▶ [TO DO]: Among the records below, find each line bearing the word "provoker" and copy it.

▶ [PROVIDED RECORDS]:
//
// Copyright 2025-2026 Hans W. Uhlig. All Rights Reserved.
//
// Licensed under the Apache License, Version 2.0 (the "License");
// you may not use this file except in compliance with the License.
// You may obtain a copy of the License at
//
//      http://www.apache.org/licenses/LICENSE-2.0
//
// Unless required by applicable law or agreed to in writing, software
// distributed under the License is distributed on an "AS IS" BASIS,
// WITHOUT WARRANTIES OR CONDITIONS OF ANY KIND, either express or implied.
// See the License for the specific language governing permissions and
// limitations under the License.
//

//! Target selection and steering
//!
//! Runs before the feature module each tick. The aggression level decides
//! what a companion may attack; the result is written to the record's
//! `target` field and turned into a movement request.

use super::{MovementController, MovementState, TickContext, companion_of, component_mut, position_of};
use crate::ecs::components::{
    Companion, CompanionError, Creature, CreatureKind, Health, Player, Position, Provoked,
    TamedAnimal,
};
use crate::ecs::EcsEntity;
use hecs::Entity;
use menagerie_common::{AggressionLevel, Archetype, PlayerId};
use nalgebra::Vector3;

/// Whether `candidate` belongs to the same side as a companion
///
/// Companions never attack themselves, their owner, or anything their owner
/// has tamed.
pub fn is_friendly(
    world: &hecs::World,
    companion: EcsEntity,
    owner: Option<PlayerId>,
    candidate: Entity,
) -> bool {
    if candidate == companion {
        return true;
    }
    let Some(owner) = owner else {
        return false;
    };
    if world.get::<&Player>(candidate).is_ok_and(|p| p.id == owner) {
        return true;
    }
    if world.get::<&TamedAnimal>(candidate).is_ok_and(|t| t.owner == owner) {
        return true;
    }
    world
        .get::<&Companion>(candidate)
        .is_ok_and(|c| c.is_owned_by(owner))
}

fn is_alive(world: &hecs::World, entity: Entity) -> bool {
    world.contains(entity)
        && world
            .get::<&Health>(entity)
            .map(|h| h.is_alive())
            .unwrap_or(true)
}

/// Whether the aggression level alone makes `candidate` a valid target
fn is_hostile_to(world: &hecs::World, aggression: AggressionLevel, candidate: Entity) -> bool {
    if let Ok(creature) = world.get::<&Creature>(candidate) {
        return match creature.kind {
            CreatureKind::Monster => aggression.targets_monsters(),
            CreatureKind::Animal => aggression.targets_animals(),
        };
    }
    if world.get::<&Player>(candidate).is_ok() {
        return aggression.targets_players();
    }
    false
}

/// Pick or keep a target for one companion
pub fn update_target(ctx: &mut TickContext<'_>, entity: EcsEntity) -> Result<(), CompanionError> {
    let radius = ctx.config.targeting.radius;
    let origin = position_of(ctx.world, entity)?;

    let provoker = match ctx.world.get::<&mut Provoked>(entity) {
        Ok(mut provoked) => {
            provoked.ticks_remaining = provoked.ticks_remaining.saturating_sub(1);
            Some((provoked.by, provoked.ticks_remaining == 0))
        }
        Err(_) => None,
    };
    if let Some((_, true)) = provoker {
        let _ = ctx.world.remove_one::<Provoked>(entity);
    }
    let provoker = provoker.map(|(by, _)| by);

    let (owner, aggression, current, anger, archetype) = {
        let companion = companion_of(ctx.world, entity)?;
        (
            companion.owner(),
            companion.aggression(),
            companion.target,
            companion.anger_ticks,
            companion.archetype,
        )
    };

    let usable = |candidate: Entity| {
        is_alive(ctx.world, candidate) && !is_friendly(ctx.world, entity, owner, candidate)
    };
    let in_range = |candidate: Entity| {
        ctx.world
            .get::<&Position>(candidate)
            .is_ok_and(|p| origin.within(&p, radius))
    };

    // Anger only ever holds a target the current level still allows
    let allowed = |candidate: Entity| {
        is_hostile_to(ctx.world, aggression, candidate)
            || (provoker == Some(candidate) && aggression.retaliates())
    };

    let target = if aggression.is_passive() {
        None
    } else if let Some(current) = current.filter(|t| anger > 0 && usable(*t) && allowed(*t)) {
        Some(current)
    } else if let Some(provoker) =
        provoker.filter(|p| aggression.retaliates() && usable(*p) && in_range(*p))
    {
        Some(provoker)
    } else if let Some(current) = current
        .filter(|t| usable(*t) && in_range(*t) && is_hostile_to(ctx.world, aggression, *t))
    {
        Some(current)
    } else {
        ctx.world
            .query::<(Entity, &Position)>()
            .iter()
            .filter(|(candidate, position)| {
                origin.within(position, radius)
                    && is_hostile_to(ctx.world, aggression, *candidate)
                    && usable(*candidate)
            })
            .min_by(|a, b| {
                origin
                    .distance_squared(a.1)
                    .total_cmp(&origin.distance_squared(b.1))
            })
            .map(|(candidate, _)| candidate)
    };

    let anger_duration = ctx.config.features.guard.anger_duration;
    let mut companion = component_mut::<Companion>(ctx.world, entity)?;
    if target != current {
        tracing::debug!(
            "Companion {} ({}) target {:?} -> {:?}",
            companion.id,
            aggression,
            current,
            target
        );
    }
    companion.anger_ticks = match target {
        Some(t) if archetype == Archetype::Guard && Some(t) != current => anger_duration,
        Some(_) => companion.anger_ticks.saturating_sub(1),
        None => 0,
    };
    companion.target = target;
    Ok(())
}

fn locomotion_speed(ctx: &TickContext<'_>, controller: &MovementController) -> f32 {
    if controller.locomotion.uses_gravity() {
        ctx.config.movement.walk_speed
    } else {
        ctx.config.movement.fly_speed
    }
}

/// Turn the companion's current situation into a movement request
///
/// Priorities: stay when ordered, chase the target, flee monsters when
/// `passive-flee`, otherwise follow the owner.
pub fn steer(ctx: &mut TickContext<'_>, entity: EcsEntity) -> Result<(), CompanionError> {
    let origin = position_of(ctx.world, entity)?;
    let (staying, target, aggression, owner, archetype) = {
        let companion = companion_of(ctx.world, entity)?;
        (
            companion.ordered_to_stay,
            companion.target,
            companion.aggression(),
            companion.owner(),
            companion.archetype,
        )
    };

    let target_position = target.and_then(|t| ctx.world.get::<&Position>(t).ok().map(|p| *p));
    let threat = if aggression == AggressionLevel::PassiveFlee {
        let flee_distance = ctx.config.targeting.flee_distance;
        ctx.world
            .query::<(&Creature, &Position)>()
            .iter()
            .filter(|(creature, position)| {
                creature.kind == CreatureKind::Monster && origin.within(position, flee_distance)
            })
            .map(|(_, position)| *position)
            .min_by(|a, b| {
                origin
                    .distance_squared(a)
                    .total_cmp(&origin.distance_squared(b))
            })
    } else {
        None
    };
    let owner_position = owner.and_then(|owner| {
        ctx.world
            .query::<(&Player, &Position)>()
            .iter()
            .find(|(player, _)| player.id == owner)
            .map(|(_, position)| *position)
    });

    let movement = &ctx.config.movement;
    let mut controller = component_mut::<MovementController>(ctx.world, entity)?;
    let speed = locomotion_speed(ctx, &controller);

    if staying {
        if controller.state() != MovementState::Waiting {
            controller.wait();
        }
    } else if let Some(target) = target_position {
        let guard = &ctx.config.features.guard;
        let holds_range = archetype == Archetype::Guard
            && guard.ranged
            && origin.within(&target, guard.attack_range * 0.5);
        if holds_range {
            controller.wait();
        } else {
            controller.set_wanted_position(target.0, speed);
        }
    } else if let Some(threat) = threat {
        let mut away = origin.0 - threat.0;
        away.y = 0.0;
        let away = if away.norm_squared() > f32::EPSILON {
            away.normalize()
        } else {
            Vector3::x()
        };
        let flee_to = origin.0 + away * ctx.config.targeting.flee_distance;
        controller.set_wanted_position(flee_to, speed);
    } else if let Some(owner_position) = owner_position {
        let distance_squared = origin.distance_squared(&owner_position);
        if distance_squared > movement.follow_start_distance.powi(2) {
            controller.set_wanted_position(owner_position.0, speed);
        } else if controller.state() == MovementState::Moving
            && distance_squared < movement.follow_stop_distance.powi(2)
        {
            controller.wait();
        }
    }
    Ok(())
}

▶ [COMPLETED TASK]:
    let provoker = match ctx.world.get::<&mut Provoked>(entity) {
    if let Some((_, true)) = provoker {
    let provoker = provoker.map(|(by, _)| by);
            || (provoker == Some(candidate) && aggression.retaliates())
    } else if let Some(provoker) =
        provoker.filter(|p| aggression.retaliates() && usable(*p) && in_range(*p))
        Some(provoker)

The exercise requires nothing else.